Médicos expõem pacientes em redes sociais visando paqueras
Foto: Reprodução / Tinder
Os médicos e outros profissionais de saúde estão usando as redes sociais para registrar suas rotinas de trabalho, porém, frequentemente, expõem também os pacientes, muitas vezes em situações constrangedoras. É possível encontrar no aplicativo de paquera Tinder - onde os usuários exibem uma seleção de fotos para atrair a atenção do potencial pretendente - imagens de profissionais em procedimentos cirúrgicos, UTIs e outros ambientes hospitalares. "Colocar foto de jaleco e dentro do hospital é 'imã de mulher' no Tinder", diz um médico de 30 anos da rede pública de São Paulo que costuma usar o aplicativo. No programa de compartilhamento de fotos Instagram também existem exemplos de pacientes expostos. Como o aplicativo permite fazer uma busca por palavras-chaves e geolocalização, basta clicar no nome dos hospitais ou buscar termos médicos para encontrar as imagens.

Segundo o Conselho Federal de Medicina (CFM), o registro de pacientes, identificando-os ou não, é irregular, e que a única situação em que o registro de pacientes é permitido é para fins científicos, como a exibição em congressos médicos, tendo a autorização do paciente e preservando sua imagem. "É proibido tirar essas fotos.

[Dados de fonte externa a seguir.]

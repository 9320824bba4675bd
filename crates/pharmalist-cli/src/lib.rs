//! Pharmalist CLI library.
//!
//! Configuration profiles, command execution and output formatting for
//! the `pharmalist` binary. Commands run against a list server or, with
//! `--local`, against a blob on disk.

pub mod chat;
pub mod cli;
pub mod commands;
pub mod config;
pub mod error;
pub mod output;

pub use cli::{Cli, Command};
pub use config::Config;
pub use error::{CliError, Result};
pub use output::Formatter;
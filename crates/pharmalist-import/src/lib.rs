//! Pharmalist CSV Import
//!
//! Turns an uploaded file into rows a user can review before they are
//! appended to a list:
//!
//! - [`load_file`] guards against spreadsheet uploads and parses CSV
//! - [`ImportPreview`] tracks which rows are selected (all, initially)
//! - [`sample_template`] produces the reference CSV for a list type
//!
//! # Examples
//!
//! ```
//! use pharmalist_import::parse_csv;
//!
//! let csv = "name,specialty\nDr. A,Cardiology\n\nDr. B,Oncology\n";
//! let mut preview = parse_csv(csv.as_bytes()).unwrap();
//! preview.toggle(0);
//! assert_eq!(preview.selected_rows().len(), 1);
//! ```

#![warn(missing_docs)]

mod preview;
mod template;

pub use preview::{parse_csv, ImportPreview};
pub use template::{sample_template, SAMPLE_FILE_NAME};

use std::fs::File;
use std::path::Path;
use thiserror::Error;
use tracing::{debug, warn};

/// Warning shown for spreadsheet uploads
pub const SPREADSHEET_WARNING: &str =
    "Excel files (.xls/.xlsx) are not supported yet. Please upload a CSV.";

/// Errors that can occur while importing
#[derive(Error, Debug)]
pub enum ImportError {
    /// Malformed CSV
    #[error("CSV error: {0}")]
    Csv(#[from] csv::Error),

    /// File could not be read
    #[error("I/O error: {0}")]
    Io(#[from] std::io::Error),

    /// Two columns share a header name
    #[error("Duplicate column '{0}' in CSV header")]
    DuplicateHeader(String),

    /// Template buffer could not be finalized
    #[error("Template error: {0}")]
    Template(String),
}

/// Result of loading an uploaded file
#[derive(Debug, Clone, PartialEq)]
pub enum Upload {
    /// Parsed rows awaiting selection
    Parsed(ImportPreview),

    /// The file type is not accepted; nothing was parsed
    Unsupported {
        /// User-facing message
        warning: String,
    },
}

/// Warning for file names that look like spreadsheets, if any
pub fn unsupported_file_warning(file_name: &str) -> Option<&'static str> {
    let lower = file_name.to_ascii_lowercase();
    if lower.ends_with(".xlsx") || lower.ends_with(".xls") {
        Some(SPREADSHEET_WARNING)
    } else {
        None
    }
}

/// Load an uploaded file
///
/// Spreadsheets are reported as [`Upload::Unsupported`] without being opened.
///
/// # Errors
/// Returns error if the file cannot be read or is not valid CSV
pub fn load_file<P: AsRef<Path>>(path: P) -> Result<Upload, ImportError> {
    let path = path.as_ref();
    let name = path
        .file_name()
        .map(|n| n.to_string_lossy().into_owned())
        .unwrap_or_default();

    if let Some(warning) = unsupported_file_warning(&name) {
        warn!(file = %name, "rejected spreadsheet upload");
        return Ok(Upload::Unsupported {
            warning: warning.to_string(),
        });
    }

    let preview = parse_csv(File::open(path)?)?;
    debug!(file = %name, rows = preview.len(), "parsed upload");
    Ok(Upload::Parsed(preview))
}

Existe uma resolução bem rígida sobre o assunto", diz Emmanuel Fortes, coordenador do departamento de fiscalização do CFM.  O Conselho Federal de Enfermagem (Cofen) também veta imagens que não tenham fins científicos. "Profissionais denunciados e flagrados podem ser processados. As punições podem ser advertência, multa, censura e até cassação do direito de exercer a profissão", diz Antônio Marcos Freire Gomes, conselheiro da entidade.

Mesmo com o veto dos conselhos, o vazamento de imagens de pacientes é comum, inclusive em casos de grande repercussão. Circulam na rede fotos do menino que teve o braço atacado por um tigre no Paraná, antes e depois da amputação. A polícia de Cascavel (PR) disse que pretende investigar o vazamento das imagens. Também vazou um vídeo do jogador Neymar dando entrada no hospital pouco após se lesionar na Copa do Mundo, gravado por uma enfermeira que se identificava nas imagens e acabou sendo demitida depois. Preocupada com esses casos, a Sociedade Brasileira de Atendimento Integrado ao Traumatizado (SBAIT) acaba de lançar uma campanha de conscientização entre médicos e demais profissionais. "É uma questão ética. Hoje todo mundo tem celular e câmera ao alcance da mão. É preciso reforçar as consequências da divulgação dessas imagens", diz Gustavo Fraga, presidente da SBAIT.